Penjualan lahan laut terjadi sejak pertengahan 2022 hingga awal 2025. Arsin menawarkan lahan yang hanya ditandai patok bambu kepada seorang perwakilan PT Cakra Karya Semesta. Namun, transaksi sempat terhambat karena lahan tersebut tidak bersertifikat. Di sinilah peran Hasbi Nurhamdi muncul, menawarkan bantuan menerbitkan sertifikat dengan imbalan ratusan juta rupiah.

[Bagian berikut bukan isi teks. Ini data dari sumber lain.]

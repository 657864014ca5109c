use byteorder::{BigEndian, ByteOrder};

use crate::exception::{self, Exception};
use crate::slave::banks::Banks;

pub fn handle(banks: &mut Banks<'_>, payload: &[u8], out: &mut [u8]) -> Result<usize, Exception> {
    if payload.len() != 4 {
        return Err(exception::ILLEGAL_DATA_VALUE);
    }
    let start = BigEndian::read_u16(&payload[0..2]);
    let count = BigEndian::read_u16(&payload[2..4]);
    if count == 0 || count > 125 {
        return Err(exception::ILLEGAL_DATA_VALUE);
    }
    let bank = banks.holding.as_mut().ok_or(exception::ILLEGAL_DATA_ADDRESS)?;
    let end = start.checked_add(count).ok_or(exception::ILLEGAL_DATA_ADDRESS)?;
    if end > bank.len() {
        return Err(exception::ILLEGAL_DATA_ADDRESS);
    }

    let byte_count = 2 * count as usize;
    if 1 + byte_count > out.len() {
        return Err(exception::SLAVE_FAILURE);
    }
    out[0] = byte_count as u8;
    for i in 0..count {
        let value = bank.read(start + i).unwrap_or(0);
        BigEndian::write_u16(&mut out[1 + 2 * i as usize..3 + 2 * i as usize], value);
    }
    Ok(1 + byte_count)
}

#[cfg(test)]
mod tests {
    use super::*;
    use crate::register::bank::Registers;

    #[test]
    fn matches_worked_scenario() {
        let mut data = [0x1111u16, 0x2222, 0x3333, 0x4444];
        let mut regs = Registers::new(&mut data);
        let mut banks = Banks { holding: Some(&mut regs), ..Default::default() };
        let mut out = [0u8; 8];
        let n = handle(&mut banks, &[0x00, 0x01, 0x00, 0x02], &mut out).unwrap();
        assert_eq!(n, 5);
        assert_eq!(&out[..5], [0x04, 0x22, 0x22, 0x33, 0x33]);
    }
}
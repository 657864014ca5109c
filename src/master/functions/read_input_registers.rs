use byteorder::{BigEndian, ByteOrder};

use crate::function;
use crate::master::callback::DataCallback;
use crate::master::HandlerContext;
use crate::register::RegisterKind;
use crate::{DataCallbackArgs, ErrorInfo, Result};

pub const REQUEST_PDU_LEN: usize = 5;

pub fn build_request(out: &mut [u8], start: u16, count: u16) -> Result<usize> {
    if count == 0 || count > 125 {
        return Err(ErrorInfo::bad_argument());
    }
    out[0] = function::READ_INPUT_REGISTERS.0;
    BigEndian::write_u16(&mut out[1..3], start);
    BigEndian::write_u16(&mut out[3..5], count);
    Ok(REQUEST_PDU_LEN)
}

pub fn parse_response(
    request_payload: &[u8],
    response_payload: &[u8],
    ctx: HandlerContext,
    data_callback: &mut dyn DataCallback,
) -> Result<()> {
    if request_payload.len() != 4 {
        return Err(ErrorInfo::response_parse_fail());
    }
    let start = BigEndian::read_u16(&request_payload[0..2]);
    let count = BigEndian::read_u16(&request_payload[2..4]);

    if response_payload.is_empty() {
        return Err(ErrorInfo::response_parse_fail());
    }
    let byte_count = response_payload[0] as usize;
    if byte_count != 2 * count as usize || response_payload.len() != 1 + byte_count {
        return Err(ErrorInfo::response_parse_fail());
    }

    for i in 0..count {
        let value = BigEndian::read_u16(&response_payload[1 + 2 * i as usize..3 + 2 * i as usize]);
        data_callback.on_value(DataCallbackArgs {
            register_kind: RegisterKind::InputRegister,
            index: start + i,
            value,
            function: ctx.function,
            address: ctx.address,
        })?;
    }
    Ok(())
}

Untuk meyakinkan proses legalisasi, Arsin menerbitkan 203 Surat Keterangan Tanah Garapan (SKTG) secara fiktif atas nama warga, lalu memproses Nomor Objek Pajak (NOP) dan SPPT-PBB melalui pejabat Badan Pendapatan Daerah (Bapenda) Kabupaten Tangerang. Dokumen itu diproses seolah lahan tersebut benar-benar telah dibayar pajaknya.

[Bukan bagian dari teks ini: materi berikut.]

//! Slave-side protocol engine: parses master requests (PDU / RTU / TCP),
//! dispatches to per-function-code handlers against the configured register
//! and coil banks, and composes a response or exception frame.

pub mod banks;
pub mod config;
pub mod dispatch;
pub mod functions;
pub mod table;

pub use banks::Banks;
pub use config::Slave;
pub use dispatch::SlaveHandler;
pub use table::DEFAULT_SLAVE_TABLE;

Pemalsuan ini melibatkan penggunaan identitas warga tanpa sepengetahuan mereka. Arsin mencetak dokumen SKTG menggunakan perangkat milik desa, lalu menyerahkannya kepada Hasbi untuk diproses lebih lanjut ke Bapenda. Kerja sama ini memperlancar penerbitan dokumen pajak yang seharusnya tidak berlaku untuk wilayah laut.

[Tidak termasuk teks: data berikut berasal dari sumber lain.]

use byteorder::{BigEndian, ByteOrder};

use crate::bits;
use crate::exception::{self, Exception};
use crate::register::check_writable_range;
use crate::slave::banks::Banks;

pub fn handle(banks: &mut Banks<'_>, payload: &[u8], out: &mut [u8]) -> Result<usize, Exception> {
    if payload.len() < 5 {
        return Err(exception::ILLEGAL_DATA_VALUE);
    }
    let start = BigEndian::read_u16(&payload[0..2]);
    let count = BigEndian::read_u16(&payload[2..4]);
    let byte_count = payload[4] as usize;
    if count == 0 || count > 1968 || byte_count != bits::byte_count(count) as usize {
        return Err(exception::ILLEGAL_DATA_VALUE);
    }
    if payload.len() != 5 + byte_count {
        return Err(exception::ILLEGAL_DATA_VALUE);
    }

    let bank = banks.coils.as_mut().ok_or(exception::ILLEGAL_DATA_ADDRESS)?;
    let len = bank.len();
    check_writable_range(len, |i| bank.can_write(i), start, count)?;

    for (i, value) in bits::unpack_bits(&payload[5..], count).enumerate() {
        bank.write(start + i as u16, value)?;
    }

    BigEndian::write_u16(&mut out[0..2], start);
    BigEndian::write_u16(&mut out[2..4], count);
    Ok(4)
}

#[cfg(test)]
mod tests {
    use super::*;
    use crate::register::bank::Coils;

    #[test]
    fn matches_worked_scenario() {
        let mut data = [0u8; 2];
        let mut coils = Coils::new(&mut data, 10);
        let mut banks = Banks { coils: Some(&mut coils), ..Default::default() };
        let mut out = [0u8; 4];
        let payload = [0x00, 0x00, 0x00, 0x0A, 0x02, 0x55, 0x02];
        let n = handle(&mut banks, &payload, &mut out).unwrap();
        assert_eq!(n, 4);
        assert_eq!(out, [0x00, 0x00, 0x00, 0x0A]);
        assert_eq!(data, [0x55, 0x02]);
    }

    #[test]
    fn protected_element_blocks_entire_write() {
        let mut data = [0u8; 1];
        let mask = [0b0000_0100]; // index 2 protected
        let mut coils = Coils::with_mask(&mut data, 8, &mask);
        let mut banks = Banks { coils: Some(&mut coils), ..Default::default() };
        let mut out = [0u8; 4];
        let payload = [0x00, 0x00, 0x00, 0x04, 0x01, 0b0000_1111];
        assert_eq!(handle(&mut banks, &payload, &mut out).unwrap_err(), exception::ILLEGAL_DATA_ADDRESS);
        assert_eq!(data, [0u8]);
    }
}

Septian dan Candra juga berperan penting dalam melengkapi dokumen administratif tambahan guna mempercepat penerbitan sertifikat hak milik (SHM). Setelah semua dokumen rampung, kontrak jual-beli pun diteken dengan PT Cakra Karya Semesta.

Dari total Rp 33 miliar hasil penjualan, Arsin menerima Rp 16,5 miliar. Sebagian dana sebesar Rp 4 miliar dibagikan kepada warga yang namanya digunakan dalam dokumen, masing-masing menerima Rp 10 juta. Sisanya dikuasai oleh Hasbi dan dibagi-bagikan kepada para pelaku utama, termasuk Arsin, Ujang, Septian, dan Candra.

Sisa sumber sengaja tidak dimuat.